Sometimes a rulebook just jumps into your hands

We mostly orbit around Warhammer here, but every now and then something from outside the usual hobby path catches our eye hard enough that we have to share it. This time it was Michał, who was waiting in the shop for Konrad, already unpacked and ready to hang out, and somehow ended up leaving with a rulebook for SPQR.

And honestly? We get it.

SPQR rulebook cover

Rome, and everyone who wanted to fight Rome

Michał’s quick summary sold it immediately: SPQR is a historical tabletop wargame built around the ancient world, with Rome at the center and a whole lineup of enemies and rivals around it. Dacia, Sarmatia, Germania, Parthia, Armenia, Carthage and more — basically a very dangerous holiday tour of the classical world.

That alone is enough to spark hobby thoughts. Different cultures, different troop styles, different visual identities — this is exactly the kind of thing that makes us start thinking about miniatures before we’ve even finished flipping through the book.

Inside pages of the SPQR rulebook

The kind of book that makes you want to play

What really stood out from Michał’s first impressions was that half of the rulebook is made up of descriptions of specific battles. And that is extremely our kind of thing.

We love rules, sure, but we also love when a game gives you context — not just how to move units around a table, but why these armies are clashing in the first place. A book packed with historical battles has that wonderful effect where reading it already starts feeling like scenario prep.

You don’t just get mechanics.

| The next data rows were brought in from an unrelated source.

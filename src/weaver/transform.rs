//! Method body transformer.
//!
//! Rewrites one method body so that every activation runs the lifecycle hooks of its
//! effective aspect set:
//!
//! ```text
//! P   args = new object[] {..}; ctx = new MethodExecInfo(args)        (outside all regions)
//! try {                                                               (finally region)
//!     E   OnEntry x N, flow check after each
//!     try {                                                           (catch region)
//!         original body, every `ret` becomes `stloc result; leave S`
//!     } catch (Exception exc) {
//!     C   ctx.Exception = exc; OnException x N reversed, flow check after each
//!         rethrow exc, or throw ctx.Exception if a hook replaced it
//!     }
//!     S   ctx.ReturnValue = result; OnSuccess x N reversed, flow check after each
//!     leave R
//! } finally {
//! F   OnExit x N reversed
//! }
//! R   return (T) ctx.ReturnValue
//! ```
//!
//! A flow check leaves to `R` when a hook asked for `ExecFlow.Return` and throws
//! `ctx.Exception` when it asked for `ExecFlow.ThrowException` with a non-null exception. By-ref
//! arguments are copied back into the argument array before each exit-side hook sequence so
//! hooks observe their current value.
//!
//! For instance constructors the prologue and the protected regions start after the chained
//! `this`/`base` constructor call; the blocks before it are left outside every region.

use std::collections::{BTreeSet, VecDeque};

use serde::Serialize;

use crate::{
    analysis::ControlFlowGraph,
    assembly::{BasicBlock, BlockId, BodyAssembler, ExceptionHandler, Instruction, MethodBody, Terminator},
    metadata::{
        memberref::FieldRef,
        method::MethodDef,
        signatures::{TypeRef, TypeSig},
    },
    weaver::contract::{self, ExecFlow, Hook},
    Result,
};

/// Blocks emitted for one hook call followed by its flow check
const HOOK_BLOCKS: usize = 5;
/// Blocks closing the catch handler after the last hook
const CATCH_TAIL_BLOCKS: usize = 4;

/// Where a block was split to separate a constructor's chained call from its body
#[derive(Debug, Clone, Copy, PartialEq, Eq, Serialize)]
pub struct BlockSplit {
    /// The block that was split
    pub block: BlockId,
    /// Instruction index where the tail starts
    pub at: usize,
    /// New block holding the tail
    pub tail: BlockId,
}

/// Structural summary of one rewrite
#[derive(Debug, Clone, PartialEq, Eq)]
pub struct TransformOutcome {
    /// Number of blocks before weaving, not counting a split tail
    pub original_blocks: usize,
    /// Constructor split, if one was needed
    pub split: Option<BlockSplit>,
    /// Entry block of the original body after weaving
    pub body_start: BlockId,
}

/// Locals added to the method
#[derive(Debug, Clone)]
struct Slots {
    ctx: u16,
    args: u16,
    result: Option<u16>,
    exc: u16,
    /// Zero-initialized stand-ins for `out` parameters, by parameter index
    out_zero: Vec<Option<u16>>,
}

/// Block ids of the synthesized sections
#[derive(Debug, Clone, Copy)]
struct Layout {
    prologue: BlockId,
    entry_hooks: BlockId,
    catch: BlockId,
    success: BlockId,
    finally: BlockId,
    ret: BlockId,
    end: BlockId,
}

impl Layout {
    fn new(first: usize, aspects: usize) -> Self {
        let hooks = HOOK_BLOCKS * aspects;
        let prologue = first;
        let entry_hooks = prologue + 1;
        let catch = entry_hooks + hooks;
        let success = catch + hooks + CATCH_TAIL_BLOCKS;
        let finally = success + hooks + 1;
        let ret = finally + 1;
        Layout {
            prologue: BlockId(prologue),
            entry_hooks: BlockId(entry_hooks),
            catch: BlockId(catch),
            success: BlockId(success),
            finally: BlockId(finally),
            ret: BlockId(ret),
            end: BlockId(ret + 1),
        }
    }

    fn range(from: BlockId, to: BlockId) -> impl Iterator<Item = BlockId> {
        (from.0..to.0).map(BlockId)
    }
}

/// The method being rewritten, as seen by the emitters
struct Frame<'a> {
    method: &'a MethodDef,
    slots: Slots,
    aspects: &'a [FieldRef],
}

/// Instruments `method` with the aspects whose instance slots are `aspects`, in call order.
///
/// `own_type` and `base_type` identify the constructors whose chained call marks the real
/// start of an instance constructor body.
///
/// # Errors
/// Returns [`crate::Error::Malformed`] if the method has no body, returns by reference, or has
/// a body that does not validate before or after the rewrite.
pub fn weave_method(
    method: &mut MethodDef,
    own_type: &TypeRef,
    base_type: Option<&TypeRef>,
    aspects: &[FieldRef],
) -> Result<TransformOutcome> {
    if aspects.is_empty() {
        return Err(malformed_error!("{} has no aspects to weave", method.name));
    }
    if method.return_type.is_by_ref() {
        return Err(malformed_error!("{} returns by reference", method.name));
    }
    let mut body = method
        .body
        .take()
        .ok_or_else(|| malformed_error!("{} has no body to weave", method.name))?;
    let outcome = rewrite(method, &mut body, own_type, base_type, aspects);
    method.body = Some(body);
    outcome
}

You get stories, matchups, and a reason to imagine what could end up on the tabletop.

Battle and faction content from the book

“Mega miód” is a valid review

Michał’s final verdict was short and perfect: mega miód.

Sometimes that’s all the review a hobby purchase needs.

From the photos alone, the book looks like one of those releases that is fun to browse even before any miniatures hit the table. Big inspiration energy, lots of historical flavor, and plenty of material to get the imagination going.

Another look at the SPQR rulebook

Not Warhammer, but very much our kind of hobby energy

Even if this isn’t a Warhammer system, it absolutely fits the broader spirit of what we enjoy: cool armies, evocative settings, books that make you want to build something, and that dangerous moment in a shop when “just looking” turns into “well, I own this now.”

We’ll see whether this ends as a fun reading purchase, a full historical side project, or the beginning of someone suddenly becoming very invested in Romans fighting literally everyone.

Either way, we fully support it.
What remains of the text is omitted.